Why Is Everyone Terrified of Bank Stocks?
In our current time of intermittent financial panics, the banking sector stands out in its unpopularity: major bank stocks are trading well below the book value of those banks. What has everyone so terrified?
The tangible book value of a company should, in essence, be the value of everything tangible the company has—what you could get if you decided to liquidate the company today. In that sense it is odd when the stock market values a company lower than its tangible book value, because it presumes not only that the company does not have growth potential, but even that the theoretical fire sale price of it is too high.
And just about every big bank around the world is now selling below its book value! If you love bargains, Greek banks are trading at one-ninth of their book value. Credit Suisse has reached its lowest stock price in 27 years. In Europe, “banks are trading at only 62 per cent of book.” In India, “all public sector banks” are trading below their book value. In the US, Bank of America, Citigroup, Goldman Sachs, and others are priced at a substantial discount to their book value.
The entire investment world is extremely terrified of bank stocks.
Are there theories about why? You bet there are! Tons. Very generally speaking the reason is “people don’t think these banks are going to be making money any time soon.” But why the extremity of sentiment, that even as we type is causing a global selloff? Some of the more prominent reasons (or theories, if you prefer):
- Oil! Oil prices are mad low. This means lots of energy companies are fucked. It also means that lots of banks that made lots of loans to energy companies when oil prices were higher may be fucked by extension. Investors don’t quite know how bad the damage will be from the ongoing oil rout, so they’re fleeing banks just in case it turns out to be horrible. Also, the sovereign wealth funds of many nations that depend on oil revenues hold a lot of bank stocks, and some believe that they are being forced to sell now, driving down prices.

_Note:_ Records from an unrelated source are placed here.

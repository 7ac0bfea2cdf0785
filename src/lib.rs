//! batchcall: concurrency-bounded batch dispatch of text-generation calls
//!
//! A [`BatchClient`] runs many independent [`Request`]s against one
//! [`Backend`], keeping at most `max_concurrency` calls in flight, spacing
//! calls through an optional token bucket, retrying failures with jittered
//! exponential backoff and optionally validating each response. Batch
//! results always come back in input order.
//!
//! ```no_run
//! use batchcall::{BatchClient, BatchConfig, Message, OpenAiProvider, RequestOptions};
//!
//! # async fn demo() -> batchcall::Result<()> {
//! let client = BatchClient::new(
//!   OpenAiProvider::from_env()?
//! , BatchConfig::default().with_max_concurrency(5).with_qps(2.0)
//! ).with_validator(batchcall::require_json);
//! let prompts = vec![vec![Message::user("Reply with {\"n\": 4}")]];
//! let responses = client
//!   .execute_batch(prompts, "gpt-4.1-mini", &RequestOptions::default())
//!   .await;
//! # Ok(()) }
//! ```

/*

batchcall/
├── src/
│   ├── lib.rs          # Re-exports
│   ├── error.rs        # Error type
│   ├── config.rs       # Client, limiter and backoff configuration
│   ├── request.rs      # Message / Request / Response / Usage
│   ├── backoff.rs      # Retry delay schedule
│   ├── token_bucket.rs # Global rate limit
│   ├── gate.rs         # Concurrency permits
│   ├── validation.rs   # Response validators
│   ├── client.rs       # Attempt loop and batch fan-out
│   ├── blocking.rs     # Sync wrappers
│   └── providers/      # Backend trait and implementations
└── tests/

*/

pub mod error;
pub mod config;
pub mod request;
pub mod backoff;
pub mod token_bucket;
pub mod gate;
pub mod validation;
pub mod providers;
pub mod client;
pub mod blocking;

pub use backoff::BackoffPolicy;
pub use blocking::{run_batch, run_one};
pub use client::{BatchClient, BatchOutcome};
pub use config::{BackoffConfig, BatchConfig};
pub use error::{Error, Result};
pub use gate::{ConcurrencyGate, GatePermit};
pub use providers::{Backend, OpenAiProvider};
pub use request::{Message, Request, RequestOptions, Response, Role, Usage};
pub use token_bucket::TokenBucket;
pub use validation::{require_json, Validator, VALIDATION_ERROR_PREFIX};
//! Smoke test against the OpenAI Responses API (needs OPENAI_API_KEY)

use log::{error, info};
use batchcall::{BatchClient, BatchConfig, Message, OpenAiProvider, RequestOptions};

const DEFAULT_MODEL: &str = "gpt-4.1-mini";

#[tokio::main]
async fn main()
{   env_logger::init();

    let provider = match OpenAiProvider::from_env()
    {   Ok(p) => p
      , Err(e) => {
          error!("{}", e);
          std::process::exit(1);
        }
    };
    let model = std::env::var("BATCHCALL_MODEL")
      .unwrap_or_else(|_| DEFAULT_MODEL.to_string());

    let client = BatchClient::new(
      provider
    , BatchConfig::default()
        .with_max_concurrency(5)
        .with_qps(2.0)
    );
    let prompts: Vec<Vec<Message>> = (0..5)
      .map(|i| vec![Message::user(format!(
        "Respond with the number {} squared only.", i
      ))])
      .collect();

    info!("Sending {} prompts to {}", prompts.len(), model);
    let responses = client
      .execute_batch(prompts, &model, &RequestOptions::default())
      .await;

    for (i, resp) in responses.iter().enumerate()
    {   match &resp.error
        {   None => println!("{}: {}", i, resp.content)
          , Some(e) => println!("{}: error: {}", i, e)
        }
    }
}
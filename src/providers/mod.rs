//! Backend capability and its implementations

pub mod openai;

use std::time::Duration;
use async_trait::async_trait;
use crate::error::Result;
use crate::request::{Request, Response};

pub use openai::OpenAiProvider;

/// Something that turns one request into one response
///
/// `Ok` with `error` set is a backend-reported failure (bad status,
/// malformed payload). `Err` is a transport or unexpected fault. Both are
/// retried by the client.
#[async_trait]
pub trait Backend: Send + Sync
{   /// Name recorded on synthesized failure responses
    fn name(&self) -> &str;

    /// Execute `request`, never running past `timeout`
    async fn complete(
      &self
    , request: &Request
    , timeout: Duration
    ) -> Result<Response>;
}

#[async_trait]
impl<B: Backend + ?Sized> Backend for std::sync::Arc<B>
{   fn name(&self) -> &str
    {   (**self).name()
    }

    async fn complete(
      &self
    , request: &Request
    , timeout: Duration
    ) -> Result<Response>
    {   (**self).complete(request, timeout).await
    }
}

- The “yield curve” for banks is looking bad. This means banks can’t make as much money lending money as they used to. Unfortunately, lending money is how banks make money. Along with soaking customers with outrageous fees.
- And lawmakers could be cracking down on those bank fees in the foreseeable future.
- Economic growth is slowing around the world, particularly in emerging markets, which could cause a big slowdown in growth (or big losses) for financial institutions.
- A bunch of hedge fund types all piled into bank stocks late last year and now they are all running out again based on the latest news from the Fed, and this is depressing prices abnormally.
And hey, there are plenty of people out there saying now is the time to buy bank stocks because they’re so cheap. But you only need to look at prices to see that those people are vastly outnumbered by the people saying “no, now is the time to panic sell bank stocks no matter how cheap.” Either lots of people are acting very irrationally right now, or something very bad is coming down the pike for banks.
In the end, either one group or the other will turn out to be right, and the other group will be painfully wrong. Let us know if you know which is which.